■ **Items from a dataset**
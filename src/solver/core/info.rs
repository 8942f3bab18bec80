use super::EigsStatus;
use crate::algebra::*;
use crate::io::PrintTarget;
use crate::timers::*;

/// Progress and outcome of an eigensolver run.
#[derive(Default, Debug)]
pub struct EigsInfo<T> {
    /// problem dimension
    pub n: usize,
    /// number of requested eigenvalues
    pub nev: usize,
    /// Krylov subspace dimension
    pub ncv: usize,
    /// shift of a spectral transformation, if any
    pub sigma: Option<T>,
    /// implicit restarts performed
    pub iterations: u32,
    /// applications of the iteration operator
    pub operations: usize,
    /// number of converged eigenpairs
    pub nconv: usize,
    /// B-norm of the Lanczos residual at the last check
    pub fnorm: T,
    pub solve_time: f64,
    pub status: EigsStatus,

    // output stream for printing
    pub(crate) stream: PrintTarget,
}

impl<T> EigsInfo<T>
where
    T: FloatT,
{
    pub(crate) fn new(n: usize, nev: usize, ncv: usize) -> Self {
        Self {
            n,
            nev,
            ncv,
            ..Self::default()
        }
    }

    pub(crate) fn reset(&mut self, timers: &mut Timers) {
        self.status = EigsStatus::Unsolved;
        self.iterations = 0;
        self.nconv = 0;
        self.fnorm = T::zero();
        self.solve_time = 0f64;

        timers.reset_timer("compute");
    }

    pub(crate) fn save_iteration(&mut self, iter: u32, nconv: usize, fnorm: T, nmatop: usize) {
        self.iterations = iter;
        self.nconv = nconv;
        self.fnorm = fnorm;
        self.operations = nmatop;
    }

    pub(crate) fn finalize(&mut self, timers: &mut Timers) {
        self.solve_time = timers.total_time().as_secs_f64();
    }
}
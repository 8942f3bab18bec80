use super::*;

/// Identity `B = I` of a fixed dimension, for standard eigenproblems.
#[derive(Debug, Clone, Copy, PartialEq, Eq)]
pub struct IdentityMatProd {
    n: usize,
}

impl IdentityMatProd {
    pub fn new(n: usize) -> Self {
        Self { n }
    }
}

impl<T: FloatT> MatProd<T> for IdentityMatProd {
    fn dim(&self) -> usize {
        self.n
    }

    fn apply(&self, x: &[T], y: &mut [T]) -> Result<(), OperatorError> {
        check_operand_dims(self.n, x, y)?;
        y.copy_from_slice(x);
        Ok(())
    }
}
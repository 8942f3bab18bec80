use super::{EigsInfo, EigsSettings, SortRule};
use crate::algebra::*;
use crate::io::ConfigurablePrintTarget;
use crate::timers::Timers;
use std::io::Write;
use std::time::Duration;

impl<T> ConfigurablePrintTarget for EigsInfo<T> {
    fn print_to_stdout(&mut self) {
        self.stream.print_to_stdout()
    }
    fn print_to_file(&mut self, file: std::fs::File) {
        self.stream.print_to_file(file)
    }
    fn print_to_stream(&mut self, stream: Box<dyn Write + Send + Sync>) {
        self.stream.print_to_stream(stream)
    }
    fn print_to_buffer(&mut self) {
        self.stream.print_to_buffer()
    }
    fn get_print_buffer(&mut self) -> std::io::Result<String> {
        self.stream.get_print_buffer()
    }
}

macro_rules! expformat {
    ($fmt:expr,$val:expr) => {
        if $val.is_finite() {
            _exp_str_reformat(format!($fmt, $val))
        } else {
            format!($fmt, $val)
        }
    };
}

const RULE: &str = "--------------------------------------------------";

impl<T> EigsInfo<T>
where
    T: FloatT,
{
    pub(crate) fn print_configuration(
        &mut self,
        settings: &EigsSettings<T>,
        selection: &SortRule<T>,
        sorting: &SortRule<T>,
    ) -> std::io::Result<()> {
        if !settings.verbose {
            return std::io::Result::Ok(());
        }

        let out = &mut self.stream;

        writeln!(out, "{}", RULE)?;
        writeln!(out, "         geigs v{}  -  Lanczos eigensolver", crate::VERSION)?;
        writeln!(out, "{}", RULE)?;
        writeln!(out, "\nproblem:")?;
        writeln!(out, "  dimension     = {}", self.n)?;
        writeln!(out, "  nev           = {}", self.nev)?;
        writeln!(out, "  ncv           = {}", self.ncv)?;
        if let Some(sigma) = self.sigma {
            writeln!(out, "  shift (σ)     = {}", expformat!("{:.4e}", sigma))?;
        }
        writeln!(out, "  sort rule     = {}", sorting)?;
        if selection != sorting {
            writeln!(out, "  selection     = {}", selection)?;
        }

        writeln!(out, "\nsettings:")?;
        writeln!(
            out,
            "  max iter = {}, tol = {}, precision: {} bit",
            settings.max_iter,
            expformat!("{:.1e}", settings.tol),
            _get_precision_string::<T>()
        )?;
        writeln!(
            out,
            "  seed = {:#x}, shift solve = {}",
            settings.seed, settings.shift_solve_method
        )?;
        writeln!(out)?;

        std::io::Result::Ok(())
    }

    pub(crate) fn print_status_header(&mut self, settings: &EigsSettings<T>) -> std::io::Result<()> {
        if !settings.verbose {
            return std::io::Result::Ok(());
        }

        let out = &mut self.stream;

        write!(out, "iter    ")?;
        write!(out, "nconv    ")?;
        write!(out, "‖f‖(B)       ")?;
        write!(out, "op count")?;
        writeln!(out,)?;
        writeln!(out, "{}", RULE)?;
        out.flush()?;
        std::io::Result::Ok(())
    }

    pub(crate) fn print_status(&mut self, settings: &EigsSettings<T>) -> std::io::Result<()> {
        if !settings.verbose {
            return std::io::Result::Ok(());
        }

        let out = &mut self.stream;

        write!(out, "{:>4}  ", self.iterations)?;
        write!(out, "{:>3}/{:<3}  ", self.nconv, self.nev)?;
        write!(out, "{}   ", expformat!("{:8.4e}", self.fnorm))?;
        write!(out, "{:>6}", self.operations)?;
        writeln!(out,)?;

        std::io::Result::Ok(())
    }

    pub(crate) fn print_footer(
        &mut self,
        settings: &EigsSettings<T>,
        timers: &Timers,
    ) -> std::io::Result<()> {
        if !settings.verbose {
            return std::io::Result::Ok(());
        }

        let out = &mut self.stream;

        writeln!(out, "{}", RULE)?;
        writeln!(out, "Terminated with status = {}", self.status)?;
        writeln!(out, "converged eigenpairs = {} of {}", self.nconv, self.nev)?;
        writeln!(
            out,
            "solve time = {:?}",
            Duration::from_secs_f64(self.solve_time)
        )?;
        timers.write_to(out)?;

        std::io::Result::Ok(())
    }
}

fn _get_precision_string<T: FloatT>() -> String {
    (::std::mem::size_of::<T>() * 8).to_string()
}

// convert a string in LowerExp display format into one that
// 1) always has a sign after the exponent, and
// 2) has at least two digits in the exponent.

fn _exp_str_reformat(mut thestr: String) -> String {
    let eidx = match thestr.find('e') {
        Some(idx) => idx,
        None => return thestr,
    };
    let has_sign = thestr[eidx + 1..].starts_with('-');
    let ndigits = thestr.len() - eidx - 1 - usize::from(has_sign);

    let chars = match (has_sign, ndigits < 2) {
        (false, true) => "+0",
        (false, false) => "+",
        (true, true) => "0",
        (true, false) => "",
    };

    let shift = if has_sign { 2 } else { 1 };
    thestr.insert_str(eidx + shift, chars);
    thestr
}

#[test]
fn test_exp_str_reformat() {
    assert_eq!(_exp_str_reformat(format!("{:.4e}", 2.5f64)), "2.5000e+00");
    assert_eq!(_exp_str_reformat(format!("{:.1e}", 1e-10f64)), "1.0e-10");
    assert_eq!(_exp_str_reformat(format!("{:.2e}", 1.5e-3f64)), "1.50e-03");
    assert_eq!(_exp_str_reformat(format!("{:.2e}", 1.5e123f64)), "1.50e+123");
    assert_eq!(_exp_str_reformat("inf".to_string()), "inf");
}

■ **Instructions for the task**
Return each line of the data exactly as it was given.

■ **Reply**
filename src/solver/core/info.rs
repository 8942f3bab18bec80
use super::EigsStatus;
use crate::algebra::*;
use crate::io::PrintTarget;
use crate::timers::*;

/// Progress and outcome of an eigensolver run.
#[derive(Default, Debug)]
pub struct EigsInfo<T> {
    /// problem dimension
    pub n: usize,
    /// number of requested eigenvalues
    pub nev: usize,
    /// Krylov subspace dimension
    pub ncv: usize,
    /// shift of a spectral transformation, if any
    pub sigma: Option<T>,
    /// implicit restarts performed
    pub iterations: u32,
    /// applications of the iteration operator
    pub operations: usize,
    /// number of converged eigenpairs
    pub nconv: usize,
    /// B-norm of the Lanczos residual at the last check
    pub fnorm: T,
    pub solve_time: f64,
    pub status: EigsStatus,

    // output stream for printing
    pub(crate) stream: PrintTarget,
}

impl<T> EigsInfo<T>
where
    T: FloatT,
{
    pub(crate) fn new(n: usize, nev: usize, ncv: usize) -> Self {
        Self {
            n,
            nev,
            ncv,
            ..Self::default()
        }
    }

    pub(crate) fn reset(&mut self, timers: &mut Timers) {
        self.status = EigsStatus::Unsolved;
        self.iterations = 0;
        self.nconv = 0;
        self.fnorm = T::zero();
        self.solve_time = 0f64;

        timers.reset_timer("compute");
    }

    pub(crate) fn save_iteration(&mut self, iter: u32, nconv: usize, fnorm: T, nmatop: usize) {
        self.iterations = iter;
        self.nconv = nconv;
        self.fnorm = fnorm;
        self.operations = nmatop;
    }

    pub(crate) fn finalize(&mut self, timers: &mut Timers) {
        self.solve_time = timers.total_time().as_secs_f64();
    }
}
repository 8942f3bab18bec80
use super::*;

/// Identity `B = I` of a fixed dimension, for standard eigenproblems.
#[derive(Debug, Clone, Copy, PartialEq, Eq)]
pub struct IdentityMatProd {
    n: usize,
}

impl IdentityMatProd {
    pub fn new(n: usize) -> Self {
        Self { n }
    }
}

impl<T: FloatT> MatProd<T> for IdentityMatProd {
    fn dim(&self) -> usize {
        self.n
    }

    fn apply(&self, x: &[T], y: &mut [T]) -> Result<(), OperatorError> {
        check_operand_dims(self.n, x, y)?;
        y.copy_from_slice(x);
        Ok(())
    }
}
repository 8942f3bab18bec80
use super::{EigsInfo, EigsSettings, SortRule};
use crate::algebra::*;
use crate::io::ConfigurablePrintTarget;
use crate::timers::Timers;
use std::io::Write;
use std::time::Duration;

impl<T> ConfigurablePrintTarget for EigsInfo<T> {
    fn print_to_stdout(&mut self) {
        self.stream.print_to_stdout()
    }
    fn print_to_file(&mut self, file: std::fs::File) {
        self.stream.print_to_file(file)
    }
    fn print_to_stream(&mut self, stream: Box<dyn Write + Send + Sync>) {
        self.stream.print_to_stream(stream)
    }
    fn print_to_buffer(&mut self) {
        self.stream.print_to_buffer()
    }
    fn get_print_buffer(&mut self) -> std::io::Result<String> {
        self.stream.get_print_buffer()
    }
}

macro_rules! expformat {
    ($fmt:expr,$val:expr) => {
        if $val.is_finite() {
            _exp_str_reformat(format!($fmt, $val))
        } else {
            format!($fmt, $val)
        }
    };
}

const RULE: &str = "--------------------------------------------------";

impl<T> EigsInfo<T>
where
    T: FloatT,
{
    pub(crate) fn print_configuration(
        &mut self,
        settings: &EigsSettings<T>,
        selection: &SortRule<T>,
        sorting: &SortRule<T>,
    ) -> std::io::Result<()> {
        if !settings.verbose {
            return std::io::Result::Ok(());
        }

        let out = &mut self.stream;

        writeln!(out, "{}", RULE)?;
        writeln!(out, "         geigs v{}  -  Lanczos eigensolver", crate::VERSION)?;
        writeln!(out, "{}", RULE)?;
        writeln!(out, "\nproblem:")?;
        writeln!(out, "  dimension     = {}", self.n)?;
        writeln!(out, "  nev           = {}", self.nev)?;
        writeln!(out, "  ncv           = {}", self.ncv)?;
        if let Some(sigma) = self.sigma {
            writeln!(out, "  shift (σ)     = {}", expformat!("{:.4e}", sigma))?;
        }
        writeln!(out, "  sort rule     = {}", sorting)?;
        if selection != sorting {
            writeln!(out, "  selection     = {}", selection)?;
        }

        writeln!(out, "\nsettings:")?;
        writeln!(
            out,
            "  max iter = {}, tol = {}, precision: {} bit",
            settings.max_iter,
            expformat!("{:.1e}", settings.tol),
            _get_precision_string::<T>()
        )?;
        writeln!(
            out,
            "  seed = {:#x}, shift solve = {}",
            settings.seed, settings.shift_solve_method
        )?;
        writeln!(out)?;

        std::io::Result::Ok(())
    }

    pub(crate) fn print_status_header(&mut self, settings: &EigsSettings<T>) -> std::io::Result<()> {
        if !settings.verbose {
            return std::io::Result::Ok(());
        }

        let out = &mut self.stream;

        write!(out, "iter    ")?;
        write!(out, "nconv    ")?;
        write!(out, "‖f‖(B)       ")?;
        write!(out, "op count")?;
        writeln!(out,)?;
        writeln!(out, "{}", RULE)?;
        out.flush()?;
        std::io::Result::Ok(())
    }

    pub(crate) fn print_status(&mut self, settings: &EigsSettings<T>) -> std::io::Result<()> {
        if !settings.verbose {
            return std::io::Result::Ok(());
        }

        let out = &mut self.stream;

        write!(out, "{:>4}  ", self.iterations)?;
        write!(out, "{:>3}/{:<3}  ", self.nconv, self.nev)?;
        write!(out, "{}   ", expformat!("{:8.4e}", self.fnorm))?;
        write!(out, "{:>6}", self.operations)?;
        writeln!(out,)?;

        std::io::Result::Ok(())
    }

    pub(crate) fn print_footer(
        &mut self,
        settings: &EigsSettings<T>,
        timers: &Timers,
    ) -> std::io::Result<()> {
        if !settings.verbose {
            return std::io::Result::Ok(());
        }

        let out = &mut self.stream;

        writeln!(out, "{}", RULE)?;
        writeln!(out, "Terminated with status = {}", self.status)?;
        writeln!(out, "converged eigenpairs = {} of {}", self.nconv, self.nev)?;
        writeln!(
            out,
            "solve time = {:?}",
            Duration::from_secs_f64(self.solve_time)
        )?;
        timers.write_to(out)?;

        std::io::Result::Ok(())
    }
}

fn _get_precision_string<T: FloatT>() -> String {
    (::std::mem::size_of::<T>() * 8).to_string()
}

// convert a string in LowerExp display format into one that
// 1) always has a sign after the exponent, and
// 2) has at least two digits in the exponent.

fn _exp_str_reformat(mut thestr: String) -> String {
    let eidx = match thestr.find('e') {
        Some(idx) => idx,
        None => return thestr,
    };
    let has_sign = thestr[eidx + 1..].starts_with('-');
    let ndigits = thestr.len() - eidx - 1 - usize::from(has_sign);

    let chars = match (has_sign, ndigits < 2) {
        (false, true) => "+0",
        (false, false) => "+",
        (true, true) => "0",
        (true, false) => "",
    };

    let shift = if has_sign { 2 } else { 1 };
    thestr.insert_str(eidx + shift, chars);
    thestr
}

#[test]
fn test_exp_str_reformat() {
    assert_eq!(_exp_str_reformat(format!("{:.4e}", 2.5f64)), "2.5000e+00");
    assert_eq!(_exp_str_reformat(format!("{:.1e}", 1e-10f64)), "1.0e-10");
    assert_eq!(_exp_str_reformat(format!("{:.2e}", 1.5e-3f64)), "1.50e-03");
    assert_eq!(_exp_str_reformat(format!("{:.2e}", 1.5e123f64)), "1.50e+123");
    assert_eq!(_exp_str_reformat("inf".to_string()), "inf");
}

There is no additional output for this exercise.